The holiday parties and family gatherings are in full swing. The whirlwind of preparing for and partaking in the festivities can really take us off guard, no matter how many years we’ve prepared for it. You want to enjoy warmth and love of the season, but you certainly don’t want to pay for it with those extra pounds later! There are a few easy steps you can take that will help you maintain your weight without distracting you from the moment.
 
• Have a small healthy snack before you leave the house. Walnuts are a great choice. They’re packed with protein and fiber, making them an excellent choice for keeping hunger at bay.
 
• Go easy on the appetizers, choose vegetables and fruits with dip or whole-grain crackers.
 
• If you’re at a buffet, start on the salad end of the table. If you’re the host, put the fruit and vegetables at the beginning of the table. A recently conducted study with 124 adults asked participants to select food from two breakfast buffets. The first buffet table had fruit and other healthy foods at the front of the table with fattier foods at the end, while the second buffet had the fatty foods at the front of the table and healthy foods at the end.
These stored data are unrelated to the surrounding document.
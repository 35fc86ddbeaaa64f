use std::net::SocketAddr;

use anyhow::Context;
use tokio::net::TcpListener;

use greetcast_core::Config;
use greetcast_geo::{GeoClient, GeocodeClient};
use greetcast_server::{build_router, AppState};
use greetcast_weather::WeatherClient;

#[tokio::main]
async fn main() -> anyhow::Result<()> {
    // Load environment variables from .env (if present)
    dotenvy::dotenv().ok();

    greetcast_core::init()?;

    let (config, _validation) = Config::load_validated()?;

    let state = AppState {
        geo: GeoClient::new(&config.providers.geoip_url)?,
        geocode: GeocodeClient::new(&config.providers.geocode_url)?,
        weather: WeatherClient::new(
            &config.providers.weather_url,
            config.providers.weather_api_key.clone(),
        )?,
    };

    let app = build_router(state);

    let addr: SocketAddr = format!("{}:{}", config.server.bind, config.server.port)
        .parse()
        .context("Invalid bind address")?;

    tracing::info!("listening on http://{}", addr);
    let listener = TcpListener::bind(addr).await?;
    axum::serve(
        listener,
        app.into_make_service_with_connect_info::<SocketAddr>(),
    )
    .await?;

    Ok(())
}
//! Request orchestration: resolve, refine, fetch, compose.
//!
//! Each step runs in sequence and each outbound failure is caught here and
//! converted into the matching payload; nothing propagates as a fault.

use axum::extract::{ConnectInfo, Query, State};
use axum::http::{header, HeaderMap, StatusCode};
use axum::Json;
use serde::Deserialize;
use std::net::SocketAddr;

use crate::extract::client_ip;
use crate::greeting::GreetingResponse;
use crate::http::AppState;
use greetcast_geo::ResolvedLocation;

const DEFAULT_VISITOR: &str = "Guest";

#[derive(Debug, Deserialize)]
pub struct HelloQuery {
    pub visitor_name: Option<String>,
}

#[derive(Debug, Deserialize)]
pub struct HelloBody {
    pub visitor_name: Option<String>,
    /// Caller-supplied precise location, echoed verbatim into the response.
    #[serde(rename = "preciseLocation")]
    pub precise_location: Option<String>,
}

/// `GET /api` and `GET /api/hello`
pub async fn hello(
    State(state): State<AppState>,
    ConnectInfo(peer): ConnectInfo<SocketAddr>,
    headers: HeaderMap,
    Query(query): Query<HelloQuery>,
) -> (StatusCode, Json<GreetingResponse>) {
    let visitor_name = query
        .visitor_name
        .unwrap_or_else(|| DEFAULT_VISITOR.to_string());
    greet(&state, &headers, peer, &visitor_name, None).await
}

/// `POST /api`
pub async fn hello_post(
    State(state): State<AppState>,
    ConnectInfo(peer): ConnectInfo<SocketAddr>,
    headers: HeaderMap,
    Json(body): Json<HelloBody>,
) -> (StatusCode, Json<GreetingResponse>) {
    let visitor_name = body
        .visitor_name
        .unwrap_or_else(|| DEFAULT_VISITOR.to_string());
    greet(&state, &headers, peer, &visitor_name, body.precise_location).await
}

/// The pipeline behind every greeting route. `provided_precise` short-circuits
/// the reverse-geocoding call when the caller supplied their own location.
async fn greet(
    state: &AppState,
    headers: &HeaderMap,
    peer: SocketAddr,
    visitor_name: &str,
    provided_precise: Option<String>,
) -> (StatusCode, Json<GreetingResponse>) {
    let client_ip = client_ip(headers, peer);

    let location = match state.geo.resolve(&client_ip).await {
        ResolvedLocation::Resolved(location) => location,
        sentinel => {
            return (
                StatusCode::NOT_FOUND,
                Json(GreetingResponse::location_unavailable(
                    client_ip,
                    sentinel,
                    visitor_name,
                )),
            );
        }
    };

    let precise_location = match provided_precise {
        Some(address) => Some(address),
        None => match (location.latitude, location.longitude) {
            (Some(latitude), Some(longitude)) => {
                state.geocode.reverse(latitude, longitude).await
            }
            _ => None,
        },
    };

    let temperature = match state.weather.current_temperature(&location.city).await {
        Ok(reading) => reading,
        Err(e) => {
            tracing::warn!("Temperature lookup failed for {}: {}", location.city, e);
            return (
                StatusCode::NOT_FOUND,
                Json(GreetingResponse::weather_unavailable(
                    client_ip,
                    location,
                    precise_location,
                    visitor_name,
                )),
            );
        }
    };

    let user_agent = headers
        .get(header::USER_AGENT)
        .and_then(|value| value.to_str().ok())
        .unwrap_or_default();
    let device_details = greetcast_agent::parse(user_agent);

    (
        StatusCode::OK,
        Json(GreetingResponse::success(
            client_ip,
            location,
            precise_location,
            temperature,
            device_details,
            visitor_name,
        )),
    )
}
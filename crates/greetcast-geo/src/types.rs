use serde::{Deserialize, Serialize, Serializer};

/// Approximate location resolved from a network address.
#[derive(Debug, Clone, PartialEq, Serialize, Deserialize)]
pub struct GeoLocation {
    pub city: String,
    pub region: String,
    pub country: String,
    pub latitude: Option<f64>,
    pub longitude: Option<f64>,
}

/// Outcome of resolving a network address.
///
/// `Localhost` and `Unknown` serialize as the string sentinels the API has
/// always emitted; a resolved address serializes as the location object.
#[derive(Debug, Clone, PartialEq)]
pub enum ResolvedLocation {
    /// Loopback or private-range address; no lookup was attempted.
    Localhost,
    /// The provider could not be reached or returned no usable city.
    Unknown,
    Resolved(GeoLocation),
}

impl ResolvedLocation {
    /// Whether the address resolved to an actual location.
    pub fn is_resolved(&self) -> bool {
        matches!(self, Self::Resolved(_))
    }

    /// The sentinel string for unresolved outcomes.
    pub fn sentinel(&self) -> Option<&'static str> {
        match self {
            Self::Localhost => Some("Localhost"),
            Self::Unknown => Some("Unknown location"),
            Self::Resolved(_) => None,
        }
    }
}

impl Serialize for ResolvedLocation {
    fn serialize<S>(&self, serializer: S) -> Result<S::Ok, S::Error>
    where
        S: Serializer,
    {
        match self {
            Self::Resolved(location) => location.serialize(serializer),
            other => serializer.serialize_str(other.sentinel().unwrap_or_default()),
        }
    }
}

/// Geolocation provider errors
#[derive(Debug, thiserror::Error)]
pub enum GeoError {
    #[error("Network error: {0}")]
    Network(#[from] reqwest::Error),

    #[error("Provider error: {0}")]
    Api(String),

    #[error("Invalid response: {0}")]
    InvalidResponse(String),
}

#[cfg(test)]
mod tests {
    use super::*;

    #[test]
    fn test_sentinels_serialize_as_strings() {
        let json = serde_json::to_value(ResolvedLocation::Localhost).unwrap();
        assert_eq!(json, serde_json::json!("Localhost"));

        let json = serde_json::to_value(ResolvedLocation::Unknown).unwrap();
        assert_eq!(json, serde_json::json!("Unknown location"));
    }

    #[test]
    fn test_resolved_serializes_as_object() {
        let location = GeoLocation {
            city: "Paris".to_string(),
            region: "Île-de-France".to_string(),
            country: "France".to_string(),
            latitude: Some(48.8566),
            longitude: Some(2.3522),
        };
        let json = serde_json::to_value(ResolvedLocation::Resolved(location)).unwrap();
        assert_eq!(json["city"], "Paris");
        assert_eq!(json["country"], "France");
        assert_eq!(json["latitude"], 48.8566);
    }

    #[test]
    fn test_is_resolved() {
        assert!(!ResolvedLocation::Localhost.is_resolved());
        assert!(!ResolvedLocation::Unknown.is_resolved());
    }
}
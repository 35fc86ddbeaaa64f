//! Weather-specific error types.

use thiserror::Error;

#[derive(Error, Debug)]
pub enum WeatherError {
    #[error("Network error: {0}")]
    Network(#[from] reqwest::Error),

    #[error("Provider error: {0}")]
    Api(String),

    #[error("Invalid response: {0}")]
    InvalidResponse(String),
}

#[cfg(test)]
mod tests {
    use super::*;

    #[test]
    fn test_error_display() {
        let err = WeatherError::Api("401: invalid key".to_string());
        assert!(err.to_string().contains("401"));

        let err = WeatherError::InvalidResponse("response has no main.temp field".to_string());
        assert!(err.to_string().contains("main.temp"));
    }
}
Both tables contained the same items.
 
Eighty-six percent of the participants chose fruit when it was the first item on the buffet table, compared to 54 percent who selected fruit when it was at the end of the table. They also found that the first three food items chosen from the buffet made up 66 percent of their total choices, regardless of whether the items were high or low-calorie foods.
 
• Try using smaller plates for your meals if they’re available! Different studies have shown that smaller plates lead to actually eating less!
 
• Don’t let yourself feel deprived, have a dessert or cookie, AFTER you’ve eaten a healthy meal!
 
Even though you’re may be much busier than usual, make time for exercise. Exercise not only helps prevent weight gain, it relieves holiday stress. Add an extra 15-minute walk or run to your fitness schedule to help offset holiday eating.
 
Follow these simple suggestions and support your overall goals throughout the holidays into the New Year!